L’enthousiasme révolutionnaire dans la conception architecturale

C’est un architecte cubain, Ricardo Porro, qui est nommé par Fidel Castro pour conduire ce projet. Le rôle que prend Che Guevara est alors d’établir des liens avec les écoles d’arts étrangères, notamment des pays africains où des tentatives pour établir des régimes politique similaires au régime politique cubain sont élaborées. L’idée d’un art au service d’une vision politique se dessine derrière ce projet, non sans évoquer des images d’un art de propagande russe.

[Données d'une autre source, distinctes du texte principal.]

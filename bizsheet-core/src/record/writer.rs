//! Writing updates back to a record

use std::path::Path;

use super::{FieldInput, UpdatePayload};
use crate::color::Fill;
use crate::error::{BizsheetError, Result};
use crate::locator::{Anchor, locate};
use crate::reader::{CellValue, FontPatch, PERCENT_FORMAT, StyleChange, Workbook, read_workbook};
use crate::schema::{FieldKind, FieldSpec, Schema, strip_number_noise};
use crate::writer::save_workbook;

/// A value ready to store, with its edit-unit number for threshold checks
struct Encoded {
    value: CellValue,
    number_format: Option<&'static str>,
    edit_number: Option<f64>,
}

fn parse_number(input: &FieldInput) -> Option<f64> {
    match input {
        FieldInput::Number(n) => Some(*n),
        FieldInput::Text(t) => strip_number_noise(t).parse::<f64>().ok(),
    }
    .filter(|n| n.is_finite())
}

fn encode(kind: FieldKind, input: &FieldInput) -> Option<Encoded> {
    match kind {
        FieldKind::Plain => Some(Encoded {
            value: match input {
                FieldInput::Text(t) => CellValue::Text(t.clone()),
                FieldInput::Number(n) => CellValue::Number(*n),
            },
            number_format: None,
            edit_number: None,
        }),
        FieldKind::Ratio => parse_number(input).map(|n| Encoded {
            value: CellValue::Number(n / 100.0),
            number_format: Some(PERCENT_FORMAT),
            edit_number: Some(n),
        }),
        FieldKind::ScaledAmount => parse_number(input).map(|n| Encoded {
            value: CellValue::Number(n.trunc() * 1000.0),
            number_format: None,
            edit_number: Some(n),
        }),
    }
}

fn font_for(schema: &Schema, spec: &FieldSpec, ruleset: Option<&str>, n: Option<f64>) -> FontPatch {
    let violated = match (ruleset, n) {
        (Some(tag), Some(n)) => schema
            .threshold(tag, &spec.key)
            .is_some_and(|t| t.is_violated(n)),
        _ => false,
    };
    if violated {
        FontPatch::highlight()
    } else {
        FontPatch::regular()
    }
}

/// Apply an update to the record at `anchor` in memory.
///
/// Returns the labels of the fields whose value was written. Every in-bounds
/// field marked for repaint turns green whether or not it was written.
pub fn apply_update(
    workbook: &mut Workbook,
    schema: &Schema,
    anchor: &Anchor,
    payload: &UpdatePayload,
) -> Vec<String> {
    let mut updated = Vec::new();
    let col = anchor.col;
    let ruleset = payload.ruleset.as_deref();
    let green = StyleChange::fill(Fill::status_green());

    for (spec, offset) in schema.located_fields() {
        let in_bounds = workbook
            .get_sheet(&anchor.sheet)
            .zip(anchor.row_at(offset))
            .filter(|(sheet, row)| sheet.in_bounds((*row).into(), col.into()))
            .map(|(_, row)| row);
        let Some(row) = in_bounds else {
            tracing::debug!(field = %spec.key, offset, "field outside sheet, skipped");
            continue;
        };

        if spec.repaint {
            workbook.restyle(&anchor.sheet, row, col, &green);
        }

        let Some(input) = payload.input(&spec.key) else {
            continue;
        };
        let Some(encoded) = encode(spec.kind, input) else {
            tracing::warn!(field = %spec.key, input = %input.as_text(), "not a number, value kept");
            continue;
        };

        workbook.set_value(&anchor.sheet, row, col, encoded.value);
        let change = StyleChange {
            fill: None,
            font: Some(font_for(schema, spec, ruleset, encoded.edit_number)),
            number_format: encoded.number_format.map(str::to_string),
        };
        workbook.restyle(&anchor.sheet, row, col, &change);
        tracing::debug!(field = %spec.key, row, col, "field written");
        updated.push(spec.label.clone());
    }
    updated
}

/// Write the rating text of the record at `anchor` in memory and paint it green
pub fn apply_rating(
    workbook: &mut Workbook,
    schema: &Schema,
    anchor: &Anchor,
    text: &str,
) -> Result<()> {
    let spec = schema
        .rating()
        .ok_or_else(|| BizsheetError::Config("rating field is not defined".to_string()))?;
    let offset = spec.offset.ok_or_else(|| {
        BizsheetError::Config(format!("'{}' offset not defined", spec.label))
    })?;

    let row = workbook
        .get_sheet(&anchor.sheet)
        .zip(anchor.row_at(offset))
        .filter(|(sheet, row)| sheet.in_bounds((*row).into(), anchor.col.into()))
        .map(|(_, row)| row)
        .ok_or_else(|| {
            BizsheetError::Config(format!(
                "'{}' cell is outside sheet '{}'",
                spec.label, anchor.sheet
            ))
        })?;

    workbook.set_value(&anchor.sheet, row, anchor.col, CellValue::Text(text.to_string()));
    workbook.restyle(
        &anchor.sheet,
        row,
        anchor.col,
        &StyleChange::fill(Fill::status_green()),
    );
    Ok(())
}

fn open_located(path: &Path, identifier: &str) -> Result<(Workbook, Anchor)> {
    let workbook = read_workbook(path).map_err(|e| BizsheetError::open(path, e))?;
    let anchor = locate(&workbook, identifier)
        .ok_or_else(|| BizsheetError::NotFound(identifier.to_string()))?;
    Ok((workbook, anchor))
}

/// Reopen the workbook, update the record for `identifier` and save.
///
/// Returns the labels of the fields whose value was written.
pub fn write_record<P: AsRef<Path>>(
    path: P,
    schema: &Schema,
    identifier: &str,
    payload: &UpdatePayload,
) -> Result<Vec<String>> {
    let path = path.as_ref();
    let (mut workbook, anchor) = open_located(path, identifier)?;
    let updated = apply_update(&mut workbook, schema, &anchor, payload);
    save_workbook(&workbook).map_err(|e| BizsheetError::save(path, e))?;
    tracing::info!(
        path = %path.display(),
        sheet = %anchor.sheet,
        row = anchor.row,
        updated = updated.len(),
        "record written"
    );
    Ok(updated)
}

/// Reopen the workbook and replace only the rating text of `identifier`
pub fn write_rating<P: AsRef<Path>>(
    path: P,
    schema: &Schema,
    identifier: &str,
    text: &str,
) -> Result<()> {
    let path = path.as_ref();
    let (mut workbook, anchor) = open_located(path, identifier)?;
    apply_rating(&mut workbook, schema, &anchor, text)?;
    save_workbook(&workbook).map_err(|e| BizsheetError::save(path, e))?;
    tracing::info!(path = %path.display(), sheet = %anchor.sheet, "rating written");
    Ok(())
}
#[cfg(test)]
mod tests {
    use super::*;
    use crate::atoms::types::{BotPhase, InboundMessage, SessionInfo};
    use crate::engine::whatsapp::session::fake::FakeSession;
    use std::sync::atomic::Ordering;

    fn supervisor(session: Arc<FakeSession>) -> Arc<Supervisor> {
        let (sup, rx) = Supervisor::new(session, SharedState::new());
        tokio::spawn(sup.clone().run(rx));
        sup
    }

    /// Let spawned tasks run without advancing the paused clock.
    async fn settle() {
        for _ in 0..10 {
            tokio::task::yield_now().await;
        }
    }

    #[tokio::test(start_paused = true)]
    async fn initialize_is_guarded() {
        let session = Arc::new(FakeSession::default());
        let sup = supervisor(session.clone());

        sup.initialize().await;
        sup.initialize().await;
        assert_eq!(FakeSession::count(&session.initialize_calls), 1);
        assert_eq!(sup.state().snapshot().status, "Initializing...");
    }

    #[tokio::test(start_paused = true)]
    async fn pairing_code_from_initialize_reaches_state() {
        let session = Arc::new(FakeSession::default());
        *session.pairing_code.lock() = Some("ABC123".into());
        let sup = supervisor(session.clone());

        sup.initialize().await;
        settle().await;

        let state = sup.state().snapshot();
        assert_eq!(state.phase, BotPhase::PairingRequired);
        assert_eq!(state.pairing.unwrap().code.payload, "ABC123");
    }

    #[tokio::test(start_paused = true)]
    async fn disconnect_restarts_after_fixed_delays() {
        let session = Arc::new(FakeSession::default());
        let sup = supervisor(session.clone());
        sup.initialize().await;
        sup.handle_event(LifecycleEvent::Ready);

        sup.handle_event(LifecycleEvent::Disconnected("NAVIGATION".into()));
        let state = sup.state().snapshot();
        assert_eq!(state.status, "Disconnected: NAVIGATION");
        assert!(!state.ready);
        assert!(sup.restart_pending());

        tokio::time::sleep(Duration::from_millis(14_900)).await;
        assert_eq!(FakeSession::count(&session.destroy_calls), 0);

        tokio::time::sleep(Duration::from_millis(200)).await;
        assert_eq!(FakeSession::count(&session.destroy_calls), 1);
        assert_eq!(FakeSession::count(&session.initialize_calls), 1);

        tokio::time::sleep(Duration::from_secs(5)).await;
        settle().await;
        assert_eq!(FakeSession::count(&session.initialize_calls), 2);
        let state = sup.state().snapshot();
        assert_eq!(state.phase, BotPhase::Starting);
        assert_eq!(state.status, "Initializing...");
        assert!(!sup.restart_pending());
    }

    #[tokio::test(start_paused = true)]
    async fn auth_failure_restarts_after_ten_seconds() {
        let session = Arc::new(FakeSession::default());
        let sup = supervisor(session.clone());
        sup.initialize().await;

        sup.handle_event(LifecycleEvent::AuthFailed("restore failed".into()));
        assert_eq!(sup.state().snapshot().status, "Auth Failed - Retrying...");

        tokio::time::sleep(Duration::from_millis(10_100)).await;
        assert_eq!(FakeSession::count(&session.destroy_calls), 1);
        tokio::time::sleep(Duration::from_secs(5)).await;
        settle().await;
        assert_eq!(FakeSession::count(&session.initialize_calls), 2);
    }

    #[tokio::test(start_paused = true)]
    async fn overlapping_failures_restart_once() {
        let session = Arc::new(FakeSession::default());
        let sup = supervisor(session.clone());
        sup.initialize().await;

        sup.handle_event(LifecycleEvent::Disconnected("CONFLICT".into()));
        tokio::time::sleep(Duration::from_secs(3)).await;
        sup.handle_event(LifecycleEvent::Disconnected("NAVIGATION".into()));

        tokio::time::sleep(Duration::from_secs(60)).await;
        settle().await;
        assert_eq!(FakeSession::count(&session.destroy_calls), 1);
        assert_eq!(FakeSession::count(&session.initialize_calls), 2);
    }

    #[tokio::test(start_paused = true)]
    async fn teardown_disconnect_does_not_cancel_restart() {
        let session = Arc::new(FakeSession::default());
        session.disconnect_on_destroy.store(true, Ordering::SeqCst);
        let sup = supervisor(session.clone());
        sup.initialize().await;

        sup.handle_event(LifecycleEvent::Disconnected("NAVIGATION".into()));
        tokio::time::sleep(Duration::from_secs(600)).await;
        settle().await;

        assert_eq!(FakeSession::count(&session.destroy_calls), 1);
        assert_eq!(FakeSession::count(&session.initialize_calls), 2);
        let state = sup.state().snapshot();
        assert_eq!(state.phase, BotPhase::Starting);
        assert_eq!(state.status, "Initializing...");
        assert!(!sup.restart_pending());
    }

    #[tokio::test(start_paused = true)]
    async fn failure_after_reinitialize_restarts_again() {
        let session = Arc::new(FakeSession::default());
        let sup = supervisor(session.clone());
        sup.initialize().await;

        sup.handle_event(LifecycleEvent::Disconnected("NAVIGATION".into()));
        tokio::time::sleep(Duration::from_secs(21)).await;
        settle().await;
        assert_eq!(FakeSession::count(&session.initialize_calls), 2);

        sup.handle_event(LifecycleEvent::AuthFailed("restore failed".into()));
        assert!(sup.restart_pending());
        tokio::time::sleep(Duration::from_secs(16)).await;
        settle().await;
        assert_eq!(FakeSession::count(&session.destroy_calls), 2);
        assert_eq!(FakeSession::count(&session.initialize_calls), 3);
    }

    #[tokio::test(start_paused = true)]
    async fn failed_initialize_goes_through_restart() {
        let session = Arc::new(FakeSession::default());
        session.fail_initialize.store(true, Ordering::SeqCst);
        let sup = supervisor(session.clone());

        sup.initialize().await;
        settle().await;
        let state = sup.state().snapshot();
        assert_eq!(state.phase, BotPhase::Disconnected);
        assert!(state.status.starts_with("Disconnected: INIT_FAILED"));

        session.fail_initialize.store(false, Ordering::SeqCst);
        tokio::time::sleep(Duration::from_secs(21)).await;
        settle().await;
        assert_eq!(FakeSession::count(&session.initialize_calls), 2);
        assert_eq!(sup.state().snapshot().phase, BotPhase::Starting);
    }

    #[tokio::test(start_paused = true)]
    async fn ready_records_connected_identity() {
        let session = Arc::new(FakeSession::default());
        *session.info.lock() = Some(SessionInfo { pushname: Some("Reader".into()), wid: "15550001111".into() });
        let sup = supervisor(session.clone());

        sup.handle_event(LifecycleEvent::Ready);
        settle().await;
        assert_eq!(sup.state().snapshot().connected_as.unwrap().wid, "15550001111");
    }

    #[tokio::test(start_paused = true)]
    async fn ready_survives_identity_lookup_failure() {
        let session = Arc::new(FakeSession::default());
        let sup = supervisor(session.clone());

        sup.handle_event(LifecycleEvent::Ready);
        settle().await;
        let state = sup.state().snapshot();
        assert!(state.ready);
        assert!(state.connected_as.is_none());
    }

    #[tokio::test(start_paused = true)]
    async fn inbound_message_is_marked_seen() {
        let session = Arc::new(FakeSession::default());
        let sup = supervisor(session.clone());
        sup.handle_event(LifecycleEvent::Ready);

        sup.handle_event(LifecycleEvent::MessageReceived(InboundMessage {
            id: "ABCD".into(),
            chat_id: "15551234567@s.whatsapp.net".into(),
            sender: "15551234567".into(),
            push_name: None,
            chat_name: None,
            body: "ping".into(),
            from_me: false,
        }));
        settle().await;
        assert_eq!(sup.state().snapshot().message_count, 1);
        assert_eq!(FakeSession::count(&session.mark_seen_calls), 1);
    }

    #[tokio::test(start_paused = true)]
    async fn heartbeat_keeps_running_past_interval() {
        let state = SharedState::new();
        let heartbeat = spawn_heartbeat(state.clone());

        tokio::time::sleep(HEARTBEAT_INTERVAL * 2 + Duration::from_secs(1)).await;
        settle().await;
        assert!(!heartbeat.is_finished());

        state.update(|s| s.status = "Online - Reading Messages".into());
        tokio::time::sleep(HEARTBEAT_INTERVAL).await;
        settle().await;
        assert!(!heartbeat.is_finished());
        assert_eq!(heartbeat_line(&state.snapshot()), "Heartbeat - Status: Online - Reading Messages");

        heartbeat.abort();
        let _ = heartbeat.await;
    }

    #[tokio::test(start_paused = true)]
    async fn shutdown_cancels_pending_restart() {
        let session = Arc::new(FakeSession::default());
        let sup = supervisor(session.clone());
        sup.initialize().await;

        sup.handle_event(LifecycleEvent::Disconnected("LOGOUT".into()));
        sup.shutdown().await;
        assert_eq!(FakeSession::count(&session.destroy_calls), 1);

        tokio::time::sleep(Duration::from_secs(60)).await;
        settle().await;
        assert_eq!(FakeSession::count(&session.destroy_calls), 1);
        assert_eq!(FakeSession::count(&session.initialize_calls), 1);
    }
}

Les délais de livraison demandé par l’état à R. Porro, lorsqu’il est approché par un membre du gouvernement lors d’une soirée mondaine à La Havane, sont très courts. Le projet, qui n’est alors que l’idée d’une grande école nationale d’arts, doit être conçu, construit et livré dans un délai de deux ans. L’ouverture aux étudiants de ces écoles est donc prévue pour 1962, mais l’Histoire réserve d’autres événements et d’une toute autre ampleur au cours de cette année 1962 avec la crise des missiles cubains dans le contexte de guerre froide. C’est avec le même enthousiasme qui semblait régner dans toute la capitale au lendemain de la révolution que R. Porro accepte le projet. Il contact immédiatement pour cela deux autres architectes, tout deux Italiens et vivant à Cuba, Roberto Gottardi et Vittorio Garatti avec qui il se met immédiatement au travail en avril 1961.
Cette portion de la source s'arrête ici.